Predicting protein flexibility through the prediction of local structures.

Protein structures are valuable tools for understanding protein function. However, protein dynamics is also considered a key element in protein function. Therefore, in addition to structural analysis, fully understanding protein function at the molecular level now requires accounting for flexibility. However, experimental techniques that produce both types of information simultaneously are still limited. Prediction approaches are useful alternative tools for obtaining otherwise unavailable data. It has been shown that protein structure can be described by a limited set of recurring local structures. In this context, we previously established a library composed of 120 overlapping long structural prototypes (LSPs) representing fragments of 11 residues in length and covering all known local protein structures. On the basis of the close sequence-structure relationship observed in LSPs, we developed a novel prediction method that proposes structural candidates in terms of LSPs along a given sequence.
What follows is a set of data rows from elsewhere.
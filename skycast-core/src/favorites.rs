//! Favorite locations.
//!
//! Stores keep a set of city names in first-insertion order. Names are
//! trimmed and compared ASCII case-insensitively.

use std::{ffi::OsString, fmt, io::ErrorKind, path::PathBuf};

use async_trait::async_trait;
use tokio::sync::RwLock;
use tracing::debug;

use crate::WeatherError;

#[async_trait]
pub trait FavoritesStore: Send + Sync {
    async fn add(&self, city: &str) -> Result<(), WeatherError>;

    async fn list(&self) -> Result<Vec<String>, WeatherError>;
}

fn normalize(city: &str) -> Result<String, WeatherError> {
    let city = city.trim();
    if city.is_empty() {
        return Err(WeatherError::InvalidInput("City is required".to_string()));
    }
    Ok(city.to_string())
}

fn insert_unique(cities: &mut Vec<String>, city: String) -> bool {
    if cities.iter().any(|c| c.eq_ignore_ascii_case(&city)) {
        return false;
    }
    cities.push(city);
    true
}

#[derive(Debug, Default)]
pub struct MemoryFavorites {
    cities: RwLock<Vec<String>>,
}

impl MemoryFavorites {
    pub fn new() -> Self {
        Self::default()
    }
}

#[async_trait]
impl FavoritesStore for MemoryFavorites {
    async fn add(&self, city: &str) -> Result<(), WeatherError> {
        let city = normalize(city)?;
        insert_unique(&mut *self.cities.write().await, city);
        Ok(())
    }

    async fn list(&self) -> Result<Vec<String>, WeatherError> {
        Ok(self.cities.read().await.clone())
    }
}

/// Favorites persisted as a JSON array of names.
///
/// Each add writes the whole list to a sibling temp file and renames it over
/// the target, so readers see either the old list or the new one. Readers and
/// writers inside one process are ordered by `lock`.
#[derive(Debug)]
pub struct JsonFileFavorites {
    path: PathBuf,
    lock: RwLock<()>,
}

impl JsonFileFavorites {
    pub fn new(path: impl Into<PathBuf>) -> Self {
        Self { path: path.into(), lock: RwLock::new(()) }
    }

    fn temp_path(&self) -> PathBuf {
        let mut name = self.path.file_name().map(OsString::from).unwrap_or_default();
        name.push(".tmp");
        self.path.with_file_name(name)
    }

    async fn read_all(&self) -> Result<Vec<String>, WeatherError> {
        let contents = match tokio::fs::read_to_string(&self.path).await {
            Ok(contents) => contents,
            Err(e) if e.kind() == ErrorKind::NotFound => return Ok(Vec::new()),
            Err(e) => {
                return Err(WeatherError::StoreFailure(format!(
                    "Failed to read {}: {e}",
                    self.path.display()
                )));
            }
        };

        serde_json::from_str(&contents).map_err(|e| {
            WeatherError::StoreFailure(format!("Failed to parse {}: {e}", self.path.display()))
        })
    }

    async fn write_all(&self, cities: &[String]) -> Result<(), WeatherError> {
        if let Some(parent) = self.path.parent() {
            tokio::fs::create_dir_all(parent).await.map_err(|e| self.write_failure(e))?;
        }
        let json = serde_json::to_string_pretty(cities).map_err(|e| self.write_failure(e))?;

        let tmp = self.temp_path();
        tokio::fs::write(&tmp, json).await.map_err(|e| self.write_failure(e))?;
        if let Err(e) = tokio::fs::rename(&tmp, &self.path).await {
            let _ = tokio::fs::remove_file(&tmp).await;
            return Err(self.write_failure(e));
        }
        Ok(())
    }

    fn write_failure(&self, e: impl fmt::Display) -> WeatherError {
        WeatherError::StoreFailure(format!("Failed to write {}: {e}", self.path.display()))
    }
}

#[async_trait]
impl FavoritesStore for JsonFileFavorites {
    async fn add(&self, city: &str) -> Result<(), WeatherError> {
        let city = normalize(city)?;
        let _guard = self.lock.write().await;

        let mut cities = self.read_all().await?;
        if insert_unique(&mut cities, city) {
            self.write_all(&cities).await?;
        } else {
            debug!(path = %self.path.display(), "favorite already present");
        }
        Ok(())
    }

    async fn list(&self) -> Result<Vec<String>, WeatherError> {
        let _guard = self.lock.read().await;
        self.read_all().await
    }
}

#[cfg(test)]
mod tests {
    use std::sync::Arc;

    use super::*;

    #[tokio::test]
    async fn memory_store_keeps_insertion_order_without_duplicates() {
        let store = MemoryFavorites::new();
        store.add("Mumbai").await.unwrap();
        store.add("  Pune ").await.unwrap();
        store.add("mumbai").await.unwrap();

        assert_eq!(store.list().await.unwrap(), vec!["Mumbai", "Pune"]);
    }

    #[tokio::test]
    async fn blank_city_is_rejected() {
        let store = MemoryFavorites::new();
        let err = store.add("   ").await.unwrap_err();
        assert!(matches!(err, WeatherError::InvalidInput(_)));
        assert!(store.list().await.unwrap().is_empty());
    }

    #[tokio::test]
    async fn file_store_missing_file_is_empty() {
        let dir = tempfile::tempdir().unwrap();
        let store = JsonFileFavorites::new(dir.path().join("favorites.json"));
        assert!(store.list().await.unwrap().is_empty());
    }

    #[tokio::test]
    async fn file_store_persists_across_instances() {
        let dir = tempfile::tempdir().unwrap();
        let path = dir.path().join("data").join("favorites.json");

        let store = JsonFileFavorites::new(&path);
        store.add("Oslo").await.unwrap();
        store.add("Lima").await.unwrap();
        store.add("OSLO").await.unwrap();

        let reopened = JsonFileFavorites::new(&path);
        assert_eq!(reopened.list().await.unwrap(), vec!["Oslo", "Lima"]);
    }

    #[tokio::test]
    async fn corrupt_file_is_a_store_failure() {
        let dir = tempfile::tempdir().unwrap();
        let path = dir.path().join("favorites.json");
        std::fs::write(&path, "{not json").unwrap();

        let store = JsonFileFavorites::new(&path);
        assert!(matches!(store.list().await, Err(WeatherError::StoreFailure(_))));
        assert!(matches!(store.add("Rome").await, Err(WeatherError::StoreFailure(_))));
    }

    #[tokio::test]
    async fn file_store_leaves_no_temp_file_behind() {
        let dir = tempfile::tempdir().unwrap();
        let path = dir.path().join("favorites.json");

        let store = JsonFileFavorites::new(&path);
        store.add("Oslo").await.unwrap();

        assert!(path.exists());
        assert!(!dir.path().join("favorites.json.tmp").exists());
    }

    #[tokio::test(flavor = "multi_thread", worker_threads = 4)]
    async fn file_store_reads_stay_consistent_during_adds() {
        let dir = tempfile::tempdir().unwrap();
        let store = Arc::new(JsonFileFavorites::new(dir.path().join("favorites.json")));

        let writer = {
            let store = Arc::clone(&store);
            tokio::spawn(async move {
                for i in 0..200 {
                    store.add(&format!("City {i}")).await.unwrap();
                }
            })
        };

        let mut last_len = 0;
        while !writer.is_finished() {
            let cities = store.list().await.unwrap();
            assert!(cities.len() >= last_len);
            last_len = cities.len();
        }
        writer.await.unwrap();

        let cities = store.list().await.unwrap();
        assert_eq!(cities.len(), 200);
        assert_eq!(cities[0], "City 0");
        assert_eq!(cities[199], "City 199");
    }
}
The prediction accuracy rate was high given the number of structural classes. In this study, we use this methodology to predict protein flexibility. We first examine flexibility according to two different descriptors, the B-factor and root mean square fluctuations from molecular dynamics simulations. We then show the relevance of using both descriptors together. We define three flexibility classes and propose a method based on the LSP prediction method for predicting flexibility along the sequence. The prediction rate reaches 49.6%. This method competes rather efficiently with the most recent, cutting-edge methods based on true flexibility data learning with sophisticated algorithms. Accordingly, flexibility information should be taken into account in structural prediction assessments.